April Tip of the Month: Create A Garden Focal Point
Most effective gardens have focal points—not a lot of them, but one per viewing area. A focal point helps your mind make sense of space. It can be anything from a well-placed fountain, bench, sculpture, or arch to a unique tree or striking planters and urns. The best focal points help unify your experience in a space while strongly contrasting with other garden elements nearby. Focal points differ from accents, which are not as powerful but keep things interesting in the landscape.
At Braveboat Harbor Farm, Cynthia Hosmer designed her expansive gardens with numerous axes and focal points. In the lush vegetable garden, she installed an arched white gateway at the end of a central axis featuring a straight flagstone path, a pair of iron gates, and a gazing ball.
As you walk the path, the tall, rose-covered archway draws you forward, past the iron gates and around the gazing ball, giving you a sense of destination from one point to the next.
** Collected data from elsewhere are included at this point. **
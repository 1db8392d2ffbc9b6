//! API server configuration

/// Default lifetime of payer bearer tokens issued by [`crate::auth::JwtManager`]
pub const DEFAULT_JWT_EXPIRY_HOURS: i64 = 24;

#[derive(Debug, thiserror::Error)]
pub enum ConfigError {
    #[error("{0} must be set")]
    Missing(&'static str),
    #[error("{0} is invalid: {1}")]
    Invalid(&'static str, String),
}

#[derive(Clone)]
pub struct Config {
    pub bind_address: String,
    pub database_url: String,
    pub jwt_secret: String,
    pub jwt_expiry_hours: i64,
    /// Shared credential for `/internal/*`; empty disables those routes
    pub maintenance_secret: String,
    pub allowed_origins: Vec<String>,
    pub run_migrations: bool,
}

impl std::fmt::Debug for Config {
    fn fmt(&self, f: &mut std::fmt::Formatter<'_>) -> std::fmt::Result {
        f.debug_struct("Config")
            .field("bind_address", &self.bind_address)
            .field("jwt_secret", &"[redacted]")
            .field("jwt_expiry_hours", &self.jwt_expiry_hours)
            .field("maintenance_secret", &"[redacted]")
            .field("allowed_origins", &self.allowed_origins)
            .field("run_migrations", &self.run_migrations)
            .finish()
    }
}

fn required(name: &'static str) -> Result<String, ConfigError> {
    std::env::var(name)
        .ok()
        .filter(|v| !v.trim().is_empty())
        .ok_or(ConfigError::Missing(name))
}

impl Config {
    pub fn from_env() -> Result<Self, ConfigError> {
        let database_url = required("DATABASE_URL")?;
        let jwt_secret = required("JWT_SECRET")?;

        let jwt_expiry_hours = match std::env::var("JWT_EXPIRY_HOURS") {
            Ok(raw) => raw
                .parse::<i64>()
                .ok()
                .filter(|h| *h > 0)
                .ok_or_else(|| ConfigError::Invalid("JWT_EXPIRY_HOURS", raw))?,
            Err(_) => DEFAULT_JWT_EXPIRY_HOURS,
        };

        let maintenance_secret = std::env::var("MAINTENANCE_SECRET").unwrap_or_default();
        if maintenance_secret.is_empty() {
            tracing::warn!("MAINTENANCE_SECRET not set - maintenance endpoints are disabled");
        }

        let allowed_origins = std::env::var("ALLOWED_ORIGINS")
            .unwrap_or_else(|_| "http://localhost:3000,http://127.0.0.1:3000".to_string())
            .split(',')
            .map(|s| s.trim().to_string())
            .filter(|s| !s.is_empty())
            .collect();

        let run_migrations = std::env::var("RUN_MIGRATIONS")
            .map(|v| v == "true" || v == "1")
            .unwrap_or(false);

        Ok(Self {
            bind_address: std::env::var("BIND_ADDRESS")
                .unwrap_or_else(|_| "0.0.0.0:8080".to_string()),
            database_url,
            jwt_secret,
            jwt_expiry_hours,
            maintenance_secret,
            allowed_origins,
            run_migrations,
        })
    }
}
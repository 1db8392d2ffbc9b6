//! Stripe client configuration

use crate::error::{BillingError, BillingResult};

/// Default tolerance for webhook timestamps (5 minutes)
pub const DEFAULT_WEBHOOK_TOLERANCE_SECS: i64 = 300;

/// Stripe credentials
#[derive(Clone)]
pub struct StripeConfig {
    pub secret_key: String,
    pub webhook_secret: String,
    pub webhook_tolerance_secs: i64,
}

impl std::fmt::Debug for StripeConfig {
    fn fmt(&self, f: &mut std::fmt::Formatter<'_>) -> std::fmt::Result {
        f.debug_struct("StripeConfig")
            .field("secret_key", &"[redacted]")
            .field("webhook_secret", &"[redacted]")
            .field("webhook_tolerance_secs", &self.webhook_tolerance_secs)
            .finish()
    }
}

impl StripeConfig {
    pub fn from_env() -> BillingResult<Self> {
        let secret_key = std::env::var("STRIPE_SECRET_KEY")
            .map_err(|_| BillingError::Config("STRIPE_SECRET_KEY not set".to_string()))?;
        let webhook_secret = std::env::var("STRIPE_WEBHOOK_SECRET")
            .map_err(|_| BillingError::Config("STRIPE_WEBHOOK_SECRET not set".to_string()))?;
        let webhook_tolerance_secs = std::env::var("STRIPE_WEBHOOK_TOLERANCE_SECS")
            .ok()
            .and_then(|v| v.parse().ok())
            .unwrap_or(DEFAULT_WEBHOOK_TOLERANCE_SECS);

        Ok(Self {
            secret_key,
            webhook_secret,
            webhook_tolerance_secs,
        })
    }
}

/// Thin wrapper over the async-stripe client
#[derive(Clone)]
pub struct StripeClient {
    inner: stripe::Client,
}

impl StripeClient {
    pub fn new(config: StripeConfig) -> Self {
        Self {
            inner: stripe::Client::new(config.secret_key),
        }
    }

    pub fn from_env() -> BillingResult<Self> {
        Ok(Self::new(StripeConfig::from_env()?))
    }

    pub fn inner(&self) -> &stripe::Client {
        &self.inner
    }
}
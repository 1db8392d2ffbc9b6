//! Stripe webhook receiver

use axum::{
    extract::State,
    http::{HeaderMap, StatusCode},
    response::{IntoResponse, Response},
    Json,
};
use coachledger_billing::{BillingError, WebhookOutcome};
use serde_json::json;

use crate::{error::ApiError, state::AppState};

pub const SIGNATURE_HEADER: &str = "Stripe-Signature";

/// Verify and process one delivery
///
/// Anything other than a bad signature or an unparseable body answers 500 so
/// the gateway redelivers; handlers are idempotent.
pub async fn stripe_webhook(
    State(state): State<AppState>,
    headers: HeaderMap,
    body: String,
) -> Response {
    let Some(signature) = headers
        .get(SIGNATURE_HEADER)
        .and_then(|v| v.to_str().ok())
    else {
        tracing::warn!("Webhook delivery without signature header");
        return ApiError::Unauthorized.into_response();
    };

    match state.billing.webhooks.handle(&body, signature).await {
        Ok(outcome) => (
            StatusCode::OK,
            Json(json!({
                "received": true,
                "duplicate": outcome == WebhookOutcome::Duplicate,
            })),
        )
            .into_response(),
        Err(BillingError::WebhookSignatureInvalid) => ApiError::Unauthorized.into_response(),
        Err(BillingError::InvalidInput(msg)) => ApiError::Validation(msg).into_response(),
        Err(e) => ApiError::Internal(e.to_string()).into_response(),
    }
}
#[cfg(test)]
mod maintenance_tests {
    use coachledger_shared::{BatchStatus, CreditSourceType, OwnerRef};
    use time::{Duration, OffsetDateTime};
    use uuid::Uuid;

    use super::support::*;
    use crate::accounts::AccountStore;
    use crate::maintenance::{
        MaintenanceJob, MaintenanceReport, NotificationResult, RolloverResult, ORG_EXPIRY_TITLE,
        USER_EXPIRY_TITLE,
    };

    // =========================================================================
    // Expiry sweep
    // =========================================================================

    #[tokio::test]
    async fn test_expiry_sweep_only_touches_past_batches() {
        let h = harness().await;
        let owner = OwnerRef::user(Uuid::new_v4());
        let stale = grant(&h.store, owner, 40, CreditSourceType::Purchase, -Duration::hours(1)).await;
        let fresh = grant(&h.store, owner, 60, CreditSourceType::Purchase, Duration::days(3)).await;

        let now = OffsetDateTime::now_utc();
        let summary = h.service.maintenance.expire_credits(now).await.unwrap();
        assert_eq!(summary.expired, 1);

        let batches = h.store.batches_for(owner).await;
        let status = |id: Uuid| batches.iter().find(|b| b.id == id).unwrap().status;
        assert_eq!(status(stale), BatchStatus::Expired);
        assert_eq!(status(fresh), BatchStatus::Active);

        let again = h.service.maintenance.expire_credits(now).await.unwrap();
        assert_eq!(again.expired, 0);
    }

    // =========================================================================
    // Rollover
    // =========================================================================

    #[tokio::test]
    async fn test_rollover_is_capped_at_half_allowance() {
        let h = harness().await;
        let user = Uuid::new_v4();
        let pro = plan("pro", 100);
        h.store.add_plan(pro.clone(), &["price_pro"]).await;
        h.store
            .set_user_plan(user, pro.id, Some("sub_pro"))
            .await
            .unwrap();

        let owner = OwnerRef::user(user);
        let source = grant(
            &h.store,
            owner,
            80,
            CreditSourceType::SubscriptionAllowance,
            Duration::hours(2),
        )
        .await;

        let now = OffsetDateTime::now_utc();
        let summary = h.service.maintenance.rollover_allowances(now).await.unwrap();
        assert_eq!(summary.rolled_over, 1);
        assert_eq!(summary.total_credits, 50);
        assert!(matches!(
            summary.results[0],
            RolloverResult::RolledOver { amount: 50, cap: 50, .. }
        ));

        let batches = h.store.batches_for(owner).await;
        let drained = batches.iter().find(|b| b.id == source).unwrap();
        assert_eq!(drained.remaining_amount, 0);
        assert_eq!(drained.status, BatchStatus::Depleted);

        let rolled: Vec<_> = batches
            .iter()
            .filter(|b| b.source_type == CreditSourceType::Rollover)
            .collect();
        assert_eq!(rolled.len(), 1);
        assert_eq!(rolled[0].original_amount, 50);
        assert_eq!(rolled[0].source_reference_id, source);

        // Nothing left to roll on a second run.
        let again = h.service.maintenance.rollover_allowances(now).await.unwrap();
        assert_eq!(again.rolled_over, 0);
        assert_eq!(
            h.store
                .batches_for(owner)
                .await
                .iter()
                .filter(|b| b.source_type == CreditSourceType::Rollover)
                .count(),
            1
        );
    }

    #[tokio::test]
    async fn test_rollover_failure_for_one_owner_spares_the_rest() {
        let h = harness().await;
        let pro = plan("pro", 100);
        h.store.add_plan(pro.clone(), &[]).await;

        let healthy = Uuid::new_v4();
        let broken = Uuid::new_v4();
        for (user, sub) in [(healthy, "sub_healthy"), (broken, "sub_broken")] {
            h.store.set_user_plan(user, pro.id, Some(sub)).await.unwrap();
            grant(
                &h.store,
                OwnerRef::user(user),
                40,
                CreditSourceType::SubscriptionAllowance,
                Duration::hours(2),
            )
            .await;
        }
        h.store.fail_owner(OwnerRef::user(broken)).await;

        let summary = h
            .service
            .maintenance
            .rollover_allowances(OffsetDateTime::now_utc())
            .await
            .unwrap();

        assert_eq!(summary.owners, 2);
        assert_eq!(summary.errors, 1);
        assert_eq!(summary.rolled_over, 1);
        assert_eq!(summary.total_credits, 40);
        assert!(summary.results.iter().any(|r| matches!(
            r,
            RolloverResult::Error { owner, .. } if *owner == OwnerRef::user(broken)
        )));
        assert!(summary.results.iter().any(|r| matches!(
            r,
            RolloverResult::RolledOver { owner, amount: 40, .. } if *owner == OwnerRef::user(healthy)
        )));

        // The failing owner's allowance is left untouched.
        let untouched = h.store.batches_for(OwnerRef::user(broken)).await;
        assert_eq!(untouched.len(), 1);
        assert_eq!(untouched[0].remaining_amount, 40);
    }

    #[tokio::test]
    async fn test_rollover_ignores_purchased_credits() {
        let h = harness().await;
        let user = Uuid::new_v4();
        let pro = plan("pro", 100);
        h.store.add_plan(pro.clone(), &[]).await;
        h.store
            .set_user_plan(user, pro.id, Some("sub_pro"))
            .await
            .unwrap();
        grant(
            &h.store,
            OwnerRef::user(user),
            30,
            CreditSourceType::Purchase,
            Duration::hours(2),
        )
        .await;

        let summary = h
            .service
            .maintenance
            .rollover_allowances(OffsetDateTime::now_utc())
            .await
            .unwrap();
        assert_eq!(summary.owners, 1);
        assert_eq!(summary.rolled_over, 0);
    }

    // =========================================================================
    // Expiry notifications
    // =========================================================================

    #[tokio::test]
    async fn test_user_lookahead_is_seven_days() {
        let h = harness().await;
        let soon = Uuid::new_v4();
        let later = Uuid::new_v4();
        grant(&h.store, OwnerRef::user(soon), 25, CreditSourceType::Purchase, Duration::days(6)).await;
        grant(&h.store, OwnerRef::user(later), 25, CreditSourceType::Purchase, Duration::days(10)).await;

        let summary = h
            .service
            .maintenance
            .notify_expiring(OffsetDateTime::now_utc())
            .await
            .unwrap();
        assert_eq!(summary.notified, 1);

        let sent = h.store.notifications_for(soon).await;
        assert_eq!(sent.len(), 1);
        assert_eq!(sent[0].title, USER_EXPIRY_TITLE);
        assert_eq!(sent[0].metadata["credits"], 25);
        assert!(h.store.notifications_for(later).await.is_empty());
    }

    #[tokio::test]
    async fn test_org_lookahead_reaches_admins() {
        let h = harness().await;
        let org = Uuid::new_v4();
        let owner_admin = Uuid::new_v4();
        let admin = Uuid::new_v4();
        h.store.add_org(org, vec![owner_admin, admin]).await;
        grant(&h.store, OwnerRef::org(org), 300, CreditSourceType::Purchase, Duration::days(25)).await;

        let summary = h
            .service
            .maintenance
            .notify_expiring(OffsetDateTime::now_utc())
            .await
            .unwrap();
        assert!(matches!(
            summary.results[0],
            NotificationResult::Notified { recipients: 2, credits: 300, .. }
        ));
        for recipient in [owner_admin, admin] {
            let sent = h.store.notifications_for(recipient).await;
            assert_eq!(sent.len(), 1);
            assert_eq!(sent[0].title, ORG_EXPIRY_TITLE);
        }
    }

    #[tokio::test]
    async fn test_admin_of_two_orgs_hears_about_both() {
        let h = harness().await;
        let first = Uuid::new_v4();
        let second = Uuid::new_v4();
        let admin = Uuid::new_v4();
        h.store.add_org(first, vec![admin]).await;
        h.store.add_org(second, vec![admin]).await;
        grant(&h.store, OwnerRef::org(first), 300, CreditSourceType::Purchase, Duration::days(25)).await;
        grant(&h.store, OwnerRef::org(second), 120, CreditSourceType::Purchase, Duration::days(20)).await;

        let summary = h
            .service
            .maintenance
            .notify_expiring(OffsetDateTime::now_utc())
            .await
            .unwrap();
        assert_eq!(summary.notified, 2);
        assert_eq!(summary.suppressed, 0);

        let sent = h.store.notifications_for(admin).await;
        assert_eq!(sent.len(), 2);
        let mut announced: Vec<String> = sent
            .iter()
            .map(|n| n.metadata["owner_id"].as_str().unwrap().to_string())
            .collect();
        announced.sort();
        let mut expected = vec![first.to_string(), second.to_string()];
        expected.sort();
        assert_eq!(announced, expected);

        // A second sweep is still deduplicated per org.
        let again = h
            .service
            .maintenance
            .notify_expiring(OffsetDateTime::now_utc())
            .await
            .unwrap();
        assert_eq!(again.notified, 0);
        assert_eq!(again.suppressed, 2);
        assert_eq!(h.store.notifications_for(admin).await.len(), 2);
    }

    #[tokio::test]
    async fn test_notification_failure_for_one_owner_spares_the_rest() {
        let h = harness().await;
        let healthy = Uuid::new_v4();
        let broken = Uuid::new_v4();
        grant(&h.store, OwnerRef::user(healthy), 15, CreditSourceType::Purchase, Duration::days(3)).await;
        grant(&h.store, OwnerRef::user(broken), 15, CreditSourceType::Purchase, Duration::days(3)).await;
        h.store.fail_owner(OwnerRef::user(broken)).await;

        let summary = h
            .service
            .maintenance
            .notify_expiring(OffsetDateTime::now_utc())
            .await
            .unwrap();

        assert_eq!(summary.owners, 2);
        assert_eq!(summary.errors, 1);
        assert_eq!(summary.notified, 1);
        assert!(summary.results.iter().any(|r| matches!(
            r,
            NotificationResult::Error { owner, .. } if *owner == OwnerRef::user(broken)
        )));
        assert_eq!(h.store.notifications_for(healthy).await.len(), 1);
        assert!(h.store.notifications_for(broken).await.is_empty());
    }

    #[tokio::test]
    async fn test_repeat_sweep_is_deduplicated() {
        let h = harness().await;
        let user = Uuid::new_v4();
        grant(&h.store, OwnerRef::user(user), 10, CreditSourceType::Purchase, Duration::days(2)).await;

        let report = h
            .service
            .maintenance
            .run(MaintenanceJob::ExpiryNotifications, OffsetDateTime::now_utc())
            .await
            .unwrap();
        assert!(matches!(report, MaintenanceReport::Notifications(ref s) if s.notified == 1));

        let second = h
            .service
            .maintenance
            .notify_expiring(OffsetDateTime::now_utc())
            .await
            .unwrap();
        assert_eq!(second.notified, 0);
        assert_eq!(second.suppressed, 1);
        assert_eq!(h.store.notifications_for(user).await.len(), 1);
    }

    #[tokio::test]
    async fn test_depleted_batches_are_not_announced() {
        let h = harness().await;
        let user = Uuid::new_v4();
        let pro = plan("pro", 100);
        h.store.add_plan(pro.clone(), &[]).await;
        h.store
            .set_user_plan(user, pro.id, Some("sub_pro"))
            .await
            .unwrap();
        grant(
            &h.store,
            OwnerRef::user(user),
            20,
            CreditSourceType::SubscriptionAllowance,
            Duration::hours(3),
        )
        .await;

        let now = OffsetDateTime::now_utc();
        h.service.maintenance.rollover_allowances(now).await.unwrap();
        h.service.maintenance.notify_expiring(now).await.unwrap();

        // Only the rollover batch remains live and it expires in a month.
        assert!(h.store.notifications_for(user).await.is_empty());
    }
}
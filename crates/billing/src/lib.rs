// Billing crate clippy configuration
// These are intentional patterns in this crate:
#![allow(clippy::result_large_err)] // BillingError carries gateway error text
#![allow(clippy::too_many_arguments)] // Webhook handler wiring takes every store
// Test code patterns (expected in test files):
#![cfg_attr(test, allow(clippy::unwrap_used))]
#![cfg_attr(test, allow(clippy::expect_used))]

//! CoachLedger Billing Module
//!
//! Reconciles gateway payments into the credit ledger.
//!
//! ## Features
//!
//! - **Credit Ledger**: Expiring credit batches, idempotent per payment reference
//! - **Purchase Confirmation**: Client-driven confirm racing the webhook, one grant either way
//! - **Installment Plans**: Upfront grant, per-invoice progress, default on cancel
//! - **Subscriptions**: User and organization plan linking, free-plan downgrade
//! - **Maintenance**: Expiry sweep, allowance rollover, expiry notifications
//! - **Webhooks**: Signed Stripe events with replay protection
//! - **Invariants**: Ledger consistency checks for the worker

pub mod accounts;
pub mod client;
pub mod config;
pub mod confirmation;
pub mod effects;
pub mod error;
pub mod events;
pub mod gateway;
pub mod invariants;
pub mod ledger;
pub mod maintenance;
pub mod memory;
pub mod notifications;
pub mod purchases;
pub mod schedules;
pub mod webhooks;

#[cfg(test)]
mod edge_case_tests;

// Accounts
pub use accounts::{AccountStore, PgAccountStore, Plan, SubscriptionOwner};

// Client
pub use client::{StripeClient, StripeConfig};

// Config
pub use config::BillingConfig;

// Confirmation
pub use confirmation::{ConfirmOutcome, PurchaseIdentity, PurchaseReconciler};

// Error
pub use error::{BillingError, BillingResult, ErrorClass};

// Events
pub use events::{CheckoutSession, EventEnvelope, GatewayEvent, Invoice, PurchaseType, Subscription};

// Gateway
pub use gateway::PaymentGateway;

// Invariants
pub use invariants::{
    InvariantCheckSummary, InvariantChecker, InvariantViolation, ViolationSeverity,
};

// Ledger
pub use ledger::{CreditBatch, CreditLedger, GrantOutcome, GrantRequest, PgCreditLedger};

// Maintenance
pub use maintenance::{
    ExpirySummary, MaintenanceJob, MaintenanceJobs, MaintenanceReport, NotificationResult,
    NotificationSummary, RolloverResult, RolloverSummary,
};

// In-memory store
pub use memory::{InMemoryBilling, InMemoryGateway};

// Notifications
pub use notifications::{NewNotification, Notifier, PgNotifier};

// Purchases
pub use purchases::{CreditPackage, PgPurchaseStore, PurchaseRecord, PurchaseStore};

// Schedules
pub use schedules::{
    InstallmentScheduleManager, PaymentProgress, PaymentSchedule, PgScheduleStore, ScheduleStore,
};

// Side effects
pub use effects::SideEffect;

// Webhooks
pub use webhooks::{PgWebhookEventLog, WebhookEventLog, WebhookHandler, WebhookOutcome};

use std::sync::Arc;

use sqlx::PgPool;

/// Every storage seam the engine writes through
#[derive(Clone)]
pub struct BillingStores {
    pub ledger: Arc<dyn CreditLedger>,
    pub purchases: Arc<dyn PurchaseStore>,
    pub schedules: Arc<dyn ScheduleStore>,
    pub accounts: Arc<dyn AccountStore>,
    pub notifier: Arc<dyn Notifier>,
    pub events: Arc<dyn WebhookEventLog>,
}

impl BillingStores {
    pub fn postgres(pool: PgPool) -> Self {
        Self {
            ledger: Arc::new(PgCreditLedger::new(pool.clone())),
            purchases: Arc::new(PgPurchaseStore::new(pool.clone())),
            schedules: Arc::new(PgScheduleStore::new(pool.clone())),
            accounts: Arc::new(PgAccountStore::new(pool.clone())),
            notifier: Arc::new(PgNotifier::new(pool.clone())),
            events: Arc::new(PgWebhookEventLog::new(pool)),
        }
    }

    pub fn in_memory(store: Arc<InMemoryBilling>) -> Self {
        Self {
            ledger: store.clone(),
            purchases: store.clone(),
            schedules: store.clone(),
            accounts: store.clone(),
            notifier: store.clone(),
            events: store,
        }
    }
}

/// Main billing service that combines all billing functionality
#[derive(Clone)]
pub struct BillingService {
    pub reconciler: PurchaseReconciler,
    pub schedules: InstallmentScheduleManager,
    pub maintenance: MaintenanceJobs,
    pub webhooks: WebhookHandler,
    /// Only available on a Postgres-backed service
    pub invariants: Option<Arc<InvariantChecker>>,
}

impl BillingService {
    /// Create a new billing service from environment variables
    pub fn from_env(pool: PgPool) -> BillingResult<Self> {
        let stripe = StripeConfig::from_env()?;
        Ok(Self::new(stripe, BillingConfig::from_env(), pool))
    }

    /// Create a new billing service with explicit config
    pub fn new(stripe: StripeConfig, config: BillingConfig, pool: PgPool) -> Self {
        let webhook_secret = stripe.webhook_secret.clone();
        let tolerance_secs = stripe.webhook_tolerance_secs;
        let gateway: Arc<dyn PaymentGateway> = Arc::new(StripeClient::new(stripe));

        let mut service = Self::assemble(
            BillingStores::postgres(pool.clone()),
            gateway,
            webhook_secret,
            tolerance_secs,
            config,
        );
        service.invariants = Some(Arc::new(InvariantChecker::new(pool)));
        service
    }

    /// Create a billing service over in-process state, without a database or Stripe
    pub fn in_memory(
        store: Arc<InMemoryBilling>,
        gateway: Arc<InMemoryGateway>,
        webhook_secret: impl Into<String>,
        config: BillingConfig,
    ) -> Self {
        Self::assemble(
            BillingStores::in_memory(store),
            gateway,
            webhook_secret.into(),
            client::DEFAULT_WEBHOOK_TOLERANCE_SECS,
            config,
        )
    }

    /// Wire the engine over arbitrary stores and gateway
    pub fn assemble(
        stores: BillingStores,
        gateway: Arc<dyn PaymentGateway>,
        webhook_secret: String,
        tolerance_secs: i64,
        config: BillingConfig,
    ) -> Self {
        let config = Arc::new(config);

        let reconciler = PurchaseReconciler::new(
            gateway.clone(),
            stores.purchases.clone(),
            stores.ledger.clone(),
            stores.notifier.clone(),
            config.clone(),
        );
        let schedules = InstallmentScheduleManager::new(
            stores.schedules.clone(),
            stores.ledger.clone(),
            gateway.clone(),
        );
        let maintenance = MaintenanceJobs::new(
            stores.ledger.clone(),
            stores.accounts.clone(),
            stores.notifier.clone(),
            config.clone(),
        );
        let webhooks = WebhookHandler::new(
            webhook_secret,
            tolerance_secs,
            stores.events,
            gateway,
            stores.accounts,
            stores.purchases,
            reconciler.clone(),
            schedules.clone(),
            config,
        );

        Self {
            reconciler,
            schedules,
            maintenance,
            webhooks,
            invariants: None,
        }
    }
}
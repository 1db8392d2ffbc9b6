//! Database pool helpers

use std::time::Duration;

use sqlx::postgres::{PgPool, PgPoolOptions};

/// Create the shared connection pool used by the API and the worker
pub async fn create_pool(database_url: &str) -> Result<PgPool, sqlx::Error> {
    let pool = PgPoolOptions::new()
        .max_connections(10)
        .acquire_timeout(Duration::from_secs(5))
        .connect(database_url)
        .await?;

    tracing::info!("Database pool created");
    Ok(pool)
}

/// Apply the embedded schema migrations
pub async fn run_migrations(pool: &PgPool) -> Result<(), sqlx::migrate::MigrateError> {
    sqlx::migrate!("./migrations").run(pool).await?;
    tracing::info!("Database migrations applied");
    Ok(())
}
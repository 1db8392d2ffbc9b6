use axum::{extract::State, http::StatusCode, Json};
use serde_json::{json, Value};

use crate::state::AppState;

pub async fn health(State(state): State<AppState>) -> (StatusCode, Json<Value>) {
    let database = match &state.pool {
        Some(pool) => match sqlx::query("SELECT 1").execute(pool).await {
            Ok(_) => "ok",
            Err(e) => {
                tracing::error!(error = %e, "Health check database ping failed");
                "unavailable"
            }
        },
        None => "in-memory",
    };

    let status = if database == "unavailable" {
        StatusCode::SERVICE_UNAVAILABLE
    } else {
        StatusCode::OK
    };

    (
        status,
        Json(json!({
            "status": if status.is_success() { "ok" } else { "degraded" },
            "version": env!("CARGO_PKG_VERSION"),
            "database": database,
        })),
    )
}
The design effectively pulls you through the arch to the next area of the garden. Without the axis and focal point, this cottagey vegetable garden would lose its visual punch.
You can also use a focal point along a winding garden path to draw you beyond the next curve. If the path is narrow and shady, set a handsome urn filled with brightly colored shade-loving annuals just before the bend, and experience the effect both from a distance and up close. If you’re looking for more information, my book, The Homeowner’s Complete Tree & Shrub Handbook (Storey Publishing 2007), discusses focal points and accents. Create a focal point in your garden—I think you’ll be pleased with the results!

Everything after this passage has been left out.